La Bohème | Puccini. Guth. Dudamel
Посмотрел-таки «Богему» режиссера Claus Guth, которую так обильно освистала и «забукала» публика в парижской Opéra Bastille. И совершенно не понял в чем проблема.
В своей интерпретации Гут действительно предложил несколько радикальную для привычного либретто историю. Мансарда Латинского квартала Парижа превратилась в терпящий крушение космический корабль. Четверо друзей творческой профессии трансформировались в астронавтов. Мими больше не умирает от чахотки в реальном времени, ее (как и Мюзетты) вообще на корабле нет. На корабле только 4 товарища, «четверка мушкетеров», и теперь умирают все они, а их возлюбленные — не более чем предсмертные видения и галлюцинации о былых счастливых днях жизни.

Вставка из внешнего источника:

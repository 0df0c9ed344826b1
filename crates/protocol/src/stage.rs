//! Stage identifiers for the fixed pipeline topology.
//!
//! The pipeline is a closed, ordered sequence of stages. Each stage owns one
//! queue, one payload key on the envelope and one bit in the completion mask.
//! Nothing about the topology is configurable at runtime.

use serde::{Deserialize, Serialize};
use std::fmt;
use std::str::FromStr;

/// One position in the ordered pipeline.
///
/// The declaration order is the pipeline order. Bit positions, payload keys
/// and queue names are all derived from the position, never stored.
#[derive(Serialize, Deserialize, Debug, Clone, Copy, PartialEq, Eq, PartialOrd, Ord, Hash)]
#[serde(rename_all = "lowercase")]
pub enum StageId {
    /// Entry stage, triggered by an external producer.
    Step1,

    /// Intermediate stage.
    Step2,

    /// Terminal stage. Consumes and logs, never forwards.
    Step3,
}

impl StageId {
    /// All stages in pipeline order.
    pub const ALL: [StageId; 3] = [StageId::Step1, StageId::Step2, StageId::Step3];

    /// Zero-based position in the pipeline.
    pub const fn index(self) -> u32 {
        match self {
            StageId::Step1 => 0,
            StageId::Step2 => 1,
            StageId::Step3 => 2,
        }
    }

    /// Completion-mask bit owned by this stage (`1 << index`).
    pub const fn bit(self) -> u32 {
        1 << self.index()
    }

    /// Name of the top-level envelope field carrying this stage's payload.
    pub const fn payload_key(self) -> &'static str {
        match self {
            StageId::Step1 => "step1",
            StageId::Step2 => "step2",
            StageId::Step3 => "step3",
        }
    }

    /// Name of the queue this stage consumes from.
    pub const fn queue_name(self) -> &'static str {
        match self {
            StageId::Step1 => "pipeline-step1",
            StageId::Step2 => "pipeline-step2",
            StageId::Step3 => "pipeline-step3",
        }
    }

    /// Human-readable message type name, used in validation errors.
    pub const fn message_type(self) -> &'static str {
        match self {
            StageId::Step1 => "Step1Message",
            StageId::Step2 => "Step2Message",
            StageId::Step3 => "Step3Message",
        }
    }

    /// The stage that consumes this stage's output, or `None` for the terminal stage.
    pub const fn next(self) -> Option<StageId> {
        match self {
            StageId::Step1 => Some(StageId::Step2),
            StageId::Step2 => Some(StageId::Step3),
            StageId::Step3 => None,
        }
    }

    /// The stage that produces this stage's input, or `None` for the entry stage.
    pub const fn previous(self) -> Option<StageId> {
        match self {
            StageId::Step1 => None,
            StageId::Step2 => Some(StageId::Step1),
            StageId::Step3 => Some(StageId::Step2),
        }
    }

    /// The entry stage is the only one whose input comes from outside the pipeline.
    pub const fn is_entry(self) -> bool {
        self.previous().is_none()
    }

    pub const fn is_terminal(self) -> bool {
        self.next().is_none()
    }

    /// Look up a stage by its envelope payload key (`"step2"`).
    pub fn from_payload_key(key: &str) -> Option<StageId> {
        StageId::ALL.into_iter().find(|s| s.payload_key() == key)
    }

    /// Look up a stage by the queue it consumes from.
    pub fn from_queue_name(queue: &str) -> Option<StageId> {
        StageId::ALL.into_iter().find(|s| s.queue_name() == queue)
    }
}

impl fmt::Display for StageId {
    fn fmt(&self, f: &mut fmt::Formatter<'_>) -> fmt::Result {
        f.write_str(self.payload_key())
    }
}

/// Error returned when a string does not name a known stage.
#[derive(Debug, Clone, PartialEq, Eq, thiserror::Error)]
#[error("unknown stage '{0}' (expected one of step1, step2, step3)")]
pub struct UnknownStage(pub String);

impl FromStr for StageId {
    type Err = UnknownStage;

    /// Accepts the payload key (`step2`), the 1-based position (`2`) or the
    /// queue name (`pipeline-step2`).
    fn from_str(s: &str) -> Result<Self, Self::Err> {
        let trimmed = s.trim();
        let lowered = trimmed.to_ascii_lowercase();

        if let Some(stage) = StageId::from_payload_key(&lowered) {
            return Ok(stage);
        }
        if let Some(stage) = StageId::from_queue_name(&lowered) {
            return Ok(stage);
        }
        if let Ok(position) = lowered.parse::<u32>() {
            if let Some(stage) = StageId::ALL.into_iter().find(|s| s.index() + 1 == position) {
                return Ok(stage);
            }
        }

        Err(UnknownStage(trimmed.to_string()))
    }
}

Вообще, Клаус Гут — режиссер известный, и уже успел приучить к своим трактовкам большое количество зрителей по всему миру. Во многом благодаря двум свойствам каждой своей постановки:
1) Его живо интересует тема меланхолии и ностальгии, поэтому он почти в каждом спектакле выстраивает временную дистанцию, отстранённость от демонстрируемых событий.

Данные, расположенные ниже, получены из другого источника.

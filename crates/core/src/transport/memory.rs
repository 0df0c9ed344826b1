//! In-process broker.
//!
//! One FIFO queue per stage plus a dead-letter sub-queue for each. Receivers
//! are woken through a shared [`Notify`]. The broker also counts open
//! connections and senders so callers can check that every forward released
//! what it acquired.

use async_trait::async_trait;
use chrono::{DateTime, Utc};
use qp_protocol::StageId;
use std::collections::{HashMap, HashSet, VecDeque};
use std::sync::atomic::{AtomicUsize, Ordering};
use std::sync::{Arc, Mutex, MutexGuard};
use tokio::sync::Notify;

use super::{
    parse_connection_string, ConnectionTarget, OutboundMessage, QueueMessage, QueueSender,
    Transport, TransportClient, TransportError,
};

/// Suffix appended to a queue name to address its dead-letter sub-queue.
pub const DEAD_LETTER_SUFFIX: &str = "/$deadletterqueue";

/// Name of the dead-letter sub-queue for `queue`.
pub fn dead_letter_queue_name(queue: &str) -> String {
    format!("{queue}{DEAD_LETTER_SUFFIX}")
}

/// A message moved out of its queue after exhausting deliveries.
#[derive(Debug, Clone, PartialEq)]
pub struct DeadLetter {
    pub message: QueueMessage,
    pub reason: String,
    pub dead_lettered_at: DateTime<Utc>,
}

struct BrokerState {
    namespace: String,
    queues: Mutex<HashMap<String, VecDeque<QueueMessage>>>,
    dead_letters: Mutex<HashMap<String, Vec<DeadLetter>>>,
    failing_queues: Mutex<HashSet<String>>,
    unreadable_queues: Mutex<HashSet<String>>,
    notify: Notify,
    open_connections: AtomicUsize,
    open_senders: AtomicUsize,
}

/// Broker holding every stage queue in memory.
///
/// Cloning is cheap and all clones share the same queues.
#[derive(Clone)]
pub struct InMemoryBroker {
    state: Arc<BrokerState>,
}

fn lock<T>(mutex: &Mutex<T>) -> Result<MutexGuard<'_, T>, TransportError> {
    mutex.lock().map_err(|_| TransportError::Poisoned)
}

impl InMemoryBroker {
    /// Create a broker with one queue per pipeline stage.
    pub fn new(namespace: impl Into<String>) -> Self {
        let queues = StageId::ALL
            .iter()
            .map(|stage| (stage.queue_name().to_string(), VecDeque::new()))
            .collect();

        Self {
            state: Arc::new(BrokerState {
                namespace: namespace.into(),
                queues: Mutex::new(queues),
                dead_letters: Mutex::new(HashMap::new()),
                failing_queues: Mutex::new(HashSet::new()),
                unreadable_queues: Mutex::new(HashSet::new()),
                notify: Notify::new(),
                open_connections: AtomicUsize::new(0),
                open_senders: AtomicUsize::new(0),
            }),
        }
    }

    /// Create a broker from a `memory://<namespace>` connection string.
    pub fn from_connection_string(connection: &str) -> Result<Self, TransportError> {
        match parse_connection_string(connection)? {
            ConnectionTarget::Memory { namespace } => Ok(Self::new(namespace)),
        }
    }

    pub fn namespace(&self) -> &str {
        &self.state.namespace
    }

    /// Append a message to `queue`.
    pub fn enqueue(&self, queue: &str, message: OutboundMessage) -> Result<(), TransportError> {
        {
            let mut queues = lock(&self.state.queues)?;
            let entries = queues
                .get_mut(queue)
                .ok_or_else(|| TransportError::UnknownQueue(queue.to_string()))?;
            entries.push_back(QueueMessage {
                message_id: message.message_id,
                body: message.body,
                delivery_count: 0,
                enqueued_at: Utc::now(),
            });
        }
        self.state.notify.notify_waiters();
        Ok(())
    }

    /// Take the next message from `queue` without waiting.
    ///
    /// The returned message's delivery count includes this receive.
    pub fn try_receive(&self, queue: &str) -> Result<Option<QueueMessage>, TransportError> {
        if lock(&self.state.unreadable_queues)?.contains(queue) {
            return Err(TransportError::Unavailable(queue.to_string()));
        }
        let mut queues = lock(&self.state.queues)?;
        let entries = queues
            .get_mut(queue)
            .ok_or_else(|| TransportError::UnknownQueue(queue.to_string()))?;
        Ok(entries.pop_front().map(|mut message| {
            message.delivery_count += 1;
            message
        }))
    }

    /// Wait for the next message on `queue`.
    pub async fn receive(&self, queue: &str) -> Result<QueueMessage, TransportError> {
        loop {
            // Register interest before checking so an enqueue in between is not missed.
            let notified = self.state.notify.notified();
            if let Some(message) = self.try_receive(queue)? {
                return Ok(message);
            }
            notified.await;
        }
    }

    /// Return a received message to the back of its queue for redelivery.
    pub fn abandon(&self, queue: &str, message: QueueMessage) -> Result<(), TransportError> {
        {
            let mut queues = lock(&self.state.queues)?;
            let entries = queues
                .get_mut(queue)
                .ok_or_else(|| TransportError::UnknownQueue(queue.to_string()))?;
            entries.push_back(message);
        }
        self.state.notify.notify_waiters();
        Ok(())
    }

    /// Move a received message to the dead-letter sub-queue of `queue`.
    pub fn dead_letter(
        &self,
        queue: &str,
        message: QueueMessage,
        reason: impl Into<String>,
    ) -> Result<(), TransportError> {
        if !lock(&self.state.queues)?.contains_key(queue) {
            return Err(TransportError::UnknownQueue(queue.to_string()));
        }
        lock(&self.state.dead_letters)?
            .entry(dead_letter_queue_name(queue))
            .or_default()
            .push(DeadLetter {
                message,
                reason: reason.into(),
                dead_lettered_at: Utc::now(),
            });
        Ok(())
    }

    /// Number of messages waiting on `queue`.
    pub fn len(&self, queue: &str) -> Result<usize, TransportError> {
        lock(&self.state.queues)?
            .get(queue)
            .map(VecDeque::len)
            .ok_or_else(|| TransportError::UnknownQueue(queue.to_string()))
    }

    /// True when no stage queue holds a message.
    pub fn is_idle(&self) -> Result<bool, TransportError> {
        Ok(lock(&self.state.queues)?.values().all(VecDeque::is_empty))
    }

    /// Snapshot of the dead-letter sub-queue for `queue`.
    pub fn dead_letters(&self, queue: &str) -> Result<Vec<DeadLetter>, TransportError> {
        Ok(lock(&self.state.dead_letters)?
            .get(&dead_letter_queue_name(queue))
            .cloned()
            .unwrap_or_default())
    }

    /// Make every send to `queue` fail until [`InMemoryBroker::restore_sends_to`].
    pub fn fail_sends_to(&self, queue: &str) -> Result<(), TransportError> {
        lock(&self.state.failing_queues)?.insert(queue.to_string());
        Ok(())
    }

    pub fn restore_sends_to(&self, queue: &str) -> Result<(), TransportError> {
        lock(&self.state.failing_queues)?.remove(queue);
        Ok(())
    }

    /// Make every receive from `queue` fail until
    /// [`InMemoryBroker::restore_receives_from`].
    pub fn fail_receives_from(&self, queue: &str) -> Result<(), TransportError> {
        lock(&self.state.unreadable_queues)?.insert(queue.to_string());
        Ok(())
    }

    pub fn restore_receives_from(&self, queue: &str) -> Result<(), TransportError> {
        lock(&self.state.unreadable_queues)?.remove(queue);
        Ok(())
    }

    pub fn open_connections(&self) -> usize {
        self.state.open_connections.load(Ordering::SeqCst)
    }

    pub fn open_senders(&self) -> usize {
        self.state.open_senders.load(Ordering::SeqCst)
    }

    fn send(&self, queue: &str, message: OutboundMessage) -> Result<(), TransportError> {
        if lock(&self.state.failing_queues)?.contains(queue) {
            return Err(TransportError::Rejected {
                queue: queue.to_string(),
                reason: "sends disabled".to_string(),
            });
        }
        self.enqueue(queue, message)
    }
}

#[async_trait]
impl Transport for InMemoryBroker {
    async fn connect(&self) -> Result<Box<dyn TransportClient>, TransportError> {
        self.state.open_connections.fetch_add(1, Ordering::SeqCst);
        Ok(Box::new(InMemoryClient {
            broker: self.clone(),
            closed: false,
        }))
    }
}

/// Connection handle onto an [`InMemoryBroker`].
pub struct InMemoryClient {
    broker: InMemoryBroker,
    closed: bool,
}

#[async_trait]
impl TransportClient for InMemoryClient {
    async fn create_sender(&mut self, queue: &str) -> Result<Box<dyn QueueSender>, TransportError> {
        if self.closed {
            return Err(TransportError::Closed("client".to_string()));
        }
        self.broker.len(queue)?;
        self.broker.state.open_senders.fetch_add(1, Ordering::SeqCst);
        Ok(Box::new(InMemorySender {
            broker: self.broker.clone(),
            queue: queue.to_string(),
            closed: false,
        }))
    }

    async fn close(&mut self) -> Result<(), TransportError> {
        if !self.closed {
            self.closed = true;
            self.broker.state.open_connections.fetch_sub(1, Ordering::SeqCst);
        }
        Ok(())
    }
}

/// Sender bound to one in-memory queue.
pub struct InMemorySender {
    broker: InMemoryBroker,
    queue: String,
    closed: bool,
}

#[async_trait]
impl QueueSender for InMemorySender {
    fn queue_name(&self) -> &str {
        &self.queue
    }

    async fn send_message(&mut self, message: OutboundMessage) -> Result<(), TransportError> {
        if self.closed {
            return Err(TransportError::Closed(format!("sender for {}", self.queue)));
        }
        self.broker.send(&self.queue, message)
    }

    async fn close(&mut self) -> Result<(), TransportError> {
        if !self.closed {
            self.closed = true;
            self.broker.state.open_senders.fetch_sub(1, Ordering::SeqCst);
        }
        Ok(())
    }
}

#[cfg(test)]
mod tests {
    use super::*;
    use serde_json::json;
    use std::time::Duration;

    const Q1: &str = "pipeline-step1";

    #[test]
    fn test_broker_has_one_queue_per_stage() {
        let broker = InMemoryBroker::new("test");
        for stage in StageId::ALL {
            assert_eq!(broker.len(stage.queue_name()).unwrap(), 0);
        }
        assert!(broker.len("nope").is_err());
        assert!(broker.is_idle().unwrap());
    }

    #[test]
    fn test_fifo_and_delivery_count() {
        let broker = InMemoryBroker::new("test");
        broker.enqueue(Q1, OutboundMessage::new(json!(1))).unwrap();
        broker.enqueue(Q1, OutboundMessage::new(json!(2))).unwrap();

        let first = broker.try_receive(Q1).unwrap().unwrap();
        assert_eq!(first.body, json!(1));
        assert_eq!(first.delivery_count, 1);

        broker.abandon(Q1, first).unwrap();

        let second = broker.try_receive(Q1).unwrap().unwrap();
        assert_eq!(second.body, json!(2));

        let redelivered = broker.try_receive(Q1).unwrap().unwrap();
        assert_eq!(redelivered.body, json!(1));
        assert_eq!(redelivered.delivery_count, 2);

        assert!(broker.try_receive(Q1).unwrap().is_none());
    }

    #[test]
    fn test_dead_letter() {
        let broker = InMemoryBroker::new("test");
        broker.enqueue(Q1, OutboundMessage::new(json!("bad"))).unwrap();
        let message = broker.try_receive(Q1).unwrap().unwrap();

        broker.dead_letter(Q1, message, "invalid").unwrap();

        let dead = broker.dead_letters(Q1).unwrap();
        assert_eq!(dead.len(), 1);
        assert_eq!(dead[0].reason, "invalid");
        assert_eq!(dead_letter_queue_name(Q1), "pipeline-step1/$deadletterqueue");
    }

    #[tokio::test]
    async fn test_client_and_sender_release() {
        let broker = InMemoryBroker::new("test");
        let mut client = broker.connect().await.unwrap();
        let mut sender = client.create_sender(Q1).await.unwrap();
        assert_eq!(broker.open_connections(), 1);
        assert_eq!(broker.open_senders(), 1);

        sender.send_message(OutboundMessage::new(json!({}))).await.unwrap();
        sender.close().await.unwrap();
        sender.close().await.unwrap();
        client.close().await.unwrap();

        assert_eq!(broker.open_connections(), 0);
        assert_eq!(broker.open_senders(), 0);
        assert_eq!(broker.len(Q1).unwrap(), 1);
        assert!(sender.send_message(OutboundMessage::new(json!({}))).await.is_err());
    }

    #[tokio::test]
    async fn test_fault_injection_rejects_sends() {
        let broker = InMemoryBroker::new("test");
        broker.fail_sends_to(Q1).unwrap();

        let mut client = broker.connect().await.unwrap();
        let mut sender = client.create_sender(Q1).await.unwrap();
        let result = sender.send_message(OutboundMessage::new(json!({}))).await;
        assert!(matches!(result, Err(TransportError::Rejected { .. })));

        broker.restore_sends_to(Q1).unwrap();
        assert!(sender.send_message(OutboundMessage::new(json!({}))).await.is_ok());
    }

    #[test]
    fn test_fault_injection_blocks_receives() {
        let broker = InMemoryBroker::new("test");
        broker.enqueue(Q1, OutboundMessage::new(json!({}))).unwrap();
        broker.fail_receives_from(Q1).unwrap();

        assert_eq!(
            broker.try_receive(Q1),
            Err(TransportError::Unavailable(Q1.to_string()))
        );
        assert_eq!(broker.len(Q1).unwrap(), 1);

        broker.restore_receives_from(Q1).unwrap();
        assert!(broker.try_receive(Q1).unwrap().is_some());
    }

    #[tokio::test]
    async fn test_receive_waits_for_enqueue() {
        let broker = InMemoryBroker::new("test");
        let producer = broker.clone();

        let handle = tokio::spawn(async move {
            tokio::time::sleep(Duration::from_millis(20)).await;
            producer.enqueue(Q1, OutboundMessage::new(json!("late"))).unwrap();
        });

        let message = tokio::time::timeout(Duration::from_secs(2), broker.receive(Q1))
            .await
            .unwrap()
            .unwrap();
        assert_eq!(message.body, json!("late"));
        handle.await.unwrap();
    }

    #[test]
    fn test_from_connection_string() {
        let broker = InMemoryBroker::from_connection_string("memory://dev").unwrap();
        assert_eq!(broker.namespace(), "dev");
        assert!(InMemoryBroker::from_connection_string("amqp://x").is_err());
    }
}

2) Ему очень нравится выстраивать внушительные и дорого оформленные зрелищные декорации, которые во многом и обеспечивают ему успех у широкого зрителя.

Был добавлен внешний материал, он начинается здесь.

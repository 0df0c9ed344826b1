//! Configuration models for `.queue-pipeline/config.toml`.
//!
//! # Example
//!
//! ```toml
//! # .queue-pipeline/config.toml
//! connection-setting = "PIPELINE_SERVICEBUS"
//! work-delay-ms = 1000
//! max-delivery-count = 10
//! max-concurrent-calls = 16
//!
//! [logging]
//! filter = "info,qp_core=debug"
//! format = "json"
//! ```

use serde::{Deserialize, Serialize};
use std::time::Duration;

use crate::config::error::{ConfigError, ConfigResult};

/// Log output format.
#[derive(Serialize, Deserialize, Debug, Clone, Copy, Default, PartialEq, Eq)]
#[serde(rename_all = "kebab-case")]
pub enum LogFormat {
    /// Human-readable, for terminals.
    #[default]
    Pretty,
    /// One JSON object per line, for log collectors.
    Json,
}

#[derive(Serialize, Deserialize, Debug, Clone, PartialEq, Eq)]
#[serde(rename_all = "kebab-case", default)]
pub struct LoggingConfig {
    /// `EnvFilter` directive used when neither `QP_LOG` nor `RUST_LOG` is set.
    pub filter: String,
    pub format: LogFormat,
}

impl Default for LoggingConfig {
    fn default() -> Self {
        Self {
            filter: "info".to_string(),
            format: LogFormat::Pretty,
        }
    }
}

/// Settings from `.queue-pipeline/config.toml`.
///
/// Every field has a default, so an empty or missing file is valid.
#[derive(Serialize, Deserialize, Debug, Clone, PartialEq, Eq)]
#[serde(rename_all = "kebab-case", default)]
pub struct GlobalConfig {
    /// Name of the environment variable holding the broker connection string.
    pub connection_setting: String,

    /// Duration of the placeholder work each stage performs.
    pub work_delay_ms: u64,

    /// Deliveries attempted before a message is dead-lettered.
    pub max_delivery_count: u32,

    /// Concurrent invocations allowed per stage in worker mode.
    pub max_concurrent_calls: usize,

    pub logging: LoggingConfig,
}

impl Default for GlobalConfig {
    fn default() -> Self {
        Self {
            connection_setting: "PIPELINE_SERVICEBUS".to_string(),
            work_delay_ms: 1000,
            max_delivery_count: 10,
            max_concurrent_calls: 16,
            logging: LoggingConfig::default(),
        }
    }
}

/// Unified application configuration loaded from `.queue-pipeline/`.
///
/// # Example
///
/// ```rust,no_run
/// use qp_core::config::loader::load_config;
/// use std::path::Path;
///
/// # async fn example() -> Result<(), Box<dyn std::error::Error>> {
/// let config = load_config(Path::new(".")).await?;
/// println!("Stage delay: {:?}", config.work_delay());
/// # Ok(())
/// # }
/// ```
#[derive(Debug, Clone, Default, PartialEq, Eq)]
pub struct AppConfig {
    /// Settings from `config.toml`.
    pub global: GlobalConfig,
}

impl AppConfig {
    pub fn work_delay(&self) -> Duration {
        Duration::from_millis(self.global.work_delay_ms)
    }

    /// Resolve the broker connection string from the process environment.
    pub fn connection_string(&self) -> ConfigResult<String> {
        self.connection_string_with(|name| std::env::var(name).ok())
    }

    /// Resolve the broker connection string through `lookup`.
    pub fn connection_string_with<F>(&self, lookup: F) -> ConfigResult<String>
    where
        F: Fn(&str) -> Option<String>,
    {
        let setting = &self.global.connection_setting;
        lookup(setting)
            .map(|value| value.trim().to_string())
            .filter(|value| !value.is_empty())
            .ok_or_else(|| ConfigError::MissingConnection {
                setting: setting.clone(),
            })
    }
}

В «Богеме» он этим своим чертам не изменяет. Более того, в ней в изобилии представлены и другие типичные для режиссера приемы. В самом начале герои обречены на смерть, ее осознают и прокручивают перед глазами флешбэком всю свою жизнь. Герои пересекаются с собой из прошлого, со своими двойниками (двойники — вообще любимая «фишка» Гута), иногда существуя параллельно, иногда замечая и реагируя друг на друга. На сцене присутствует некий гипертрофированный, гротескный персонаж — не то судьба, не то неизбежность, не то предрешенность.
В принципе ничего неожиданного, все комфортно, привычно и обыденно. Так в чем же проблема столь острой реакции, когда зал не просто позевывая уходит в антракте, а считает своим долгом в каждую минуту затишья оркестра выразить свое негодование раскатистыми выкриками?
Вероятно для ответа на этот вопрос требуется понять насколько новое прочтение набившей оскомину истории подходит самой опере. Ее автор, самый заметный представитель поствердиевского периода, Пуччини, не имеет равных по степени нездоровой, избыточной сентиментальности (что наиболее ярко выразилось в его «Мадам Баттерфляй», наверно главной «слезодавилке» в самом плохом смысле оперного искусства). Композиционно опера является практически ситкомом. Здесь и любовные волнения, страдания, томления, и обилие сериального юмора. Самым наглядным примером служат диалоги главных друзей.
Торопясь на встречу, один из них по имени Колен спотыкается на лестнице и раскатисто произносит: «О, черт!».
«Колен, ты… умер?» — спрашивает его верный друг.
«Нет пока» — отвечает Колен.
«Тогда поторопись!» — раздается ему в ответ.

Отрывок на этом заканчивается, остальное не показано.